膵臓が広い範囲で壊死に陥った場合には、膵臓機能が欠落し糖尿病や消化吸収障害などの後遺症が出ることがあります。しかし、これらは適切な治療(食事療法やインスリン投与、消化剤の服用)により対応が可能です。

9. 医療費の補助制度がありますか
厚生労働省の難病対策事業の一つとして、特定疾患治療研究事業、すなわち医療費の公費負担制度があります。重症急性膵炎はその対象疾患の一つです。重症急性膵炎と診断されますと、患者さんまたはその家族の方が「特定疾患医療受給者証交付申請書」と「住民票」、さらに担当医師が記載した「臨床調査個人票」を添えて患者さんが住んでおられる地域を管轄する保健所、あるいは県庁へ申請します(どちらへ申請するかは地域によって異なっている)。
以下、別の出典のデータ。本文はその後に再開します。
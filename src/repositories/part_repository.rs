use std::sync::Arc;
use std::time::Duration;

use serde_json::{Map, Value};
use tracing::debug;

use super::{BaseRepository, Repository};
use crate::cache::InMemoryCache;
use crate::catalog::PartMap;
use crate::models::{PartAdminUpdate, PartRecord};
use crate::store::{key_path, DocumentStore, StoreError, PARTS_COLLECTION};

/// Repository for part records under `parts-collection`
#[derive(Debug)]
pub struct PartRepository {
    base: BaseRepository,
    snapshot: InMemoryCache<&'static str, PartMap>,
}

impl PartRepository {
    pub fn new(store: Arc<dyn DocumentStore>, ttl: Option<Duration>) -> Self {
        Self {
            base: BaseRepository::new(store),
            snapshot: InMemoryCache::new(ttl),
        }
    }

    /// The whole part mapping, served from the snapshot cache when fresh
    pub async fn all(&self) -> Result<Arc<PartMap>, StoreError> {
        if let Some(parts) = self.snapshot.get(&PARTS_COLLECTION).await {
            return Ok(parts);
        }

        let generation = self.snapshot.generation();
        let raw = self.store().get(PARTS_COLLECTION).await?;
        let parts: PartMap = match raw {
            Some(Value::Object(records)) => records
                .iter()
                .map(|(code, record)| (code.clone(), PartRecord::from_raw(code, record)))
                .collect(),
            _ => PartMap::new(),
        };
        debug!(count = parts.len(), "Loaded part snapshot");
        Ok(self
            .snapshot
            .set_if_current(PARTS_COLLECTION, parts, generation)
            .await)
    }

    /// One part by code. Reads a single record unless a snapshot is cached.
    pub async fn find(&self, code: &str) -> Result<Option<PartRecord>, StoreError> {
        if let Some(parts) = self.snapshot.get(&PARTS_COLLECTION).await {
            return Ok(parts.get(code).cloned());
        }
        Ok(self
            .find_raw(code)
            .await?
            .map(|raw| PartRecord::from_raw(code, &Value::Object(raw))))
    }

    async fn find_raw(&self, code: &str) -> Result<Option<Map<String, Value>>, StoreError> {
        let Ok(path) = key_path(&[PARTS_COLLECTION, code]) else {
            return Ok(None);
        };
        match self.store().get(&path).await? {
            Some(Value::Object(raw)) => Ok(Some(raw)),
            _ => Ok(None),
        }
    }

    /// Read-modify-write of the admin fields; `None` when the part does not exist.
    /// No locking: the last concurrent writer wins.
    pub async fn merge_admin(
        &self,
        code: &str,
        update: &PartAdminUpdate,
    ) -> Result<Option<PartRecord>, StoreError> {
        let Some(mut raw) = self.find_raw(code).await? else {
            return Ok(None);
        };
        update.merge_into(code, &mut raw);

        let path = key_path(&[PARTS_COLLECTION, code])?;
        let merged = Value::Object(raw);
        self.store().set(&path, merged.clone()).await?;
        self.invalidate().await;

        Ok(Some(PartRecord::from_raw(code, &merged)))
    }

    pub async fn invalidate(&self) {
        self.snapshot.clear().await;
    }
}

impl Repository for PartRepository {
    fn store(&self) -> &dyn DocumentStore {
        self.base.store()
    }
}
認可されますと、原則として6ヶ月間の医療保険の自己負担分を、国と都道府県とで折半して負担します。しかし、申請後の医療費しか公費負担の対象になりませんので急いで手続きを行う必要があります。

重症急性膵炎に対する医療受給者証が交付されて6ヶ月後の更新を申請出来るのは、1) 初回認定時から膵炎治療目的により入院が続いている場合、2) 膵炎治療目的で行った手術などの創処置を続いて行っている場合、3) 急性膵炎後膵液の漏れや、腸瘻が続いている場合や、4) 急性膵炎治療目的で行った手術創部の形成手術や人工肛門閉鎖を行う場合のみです。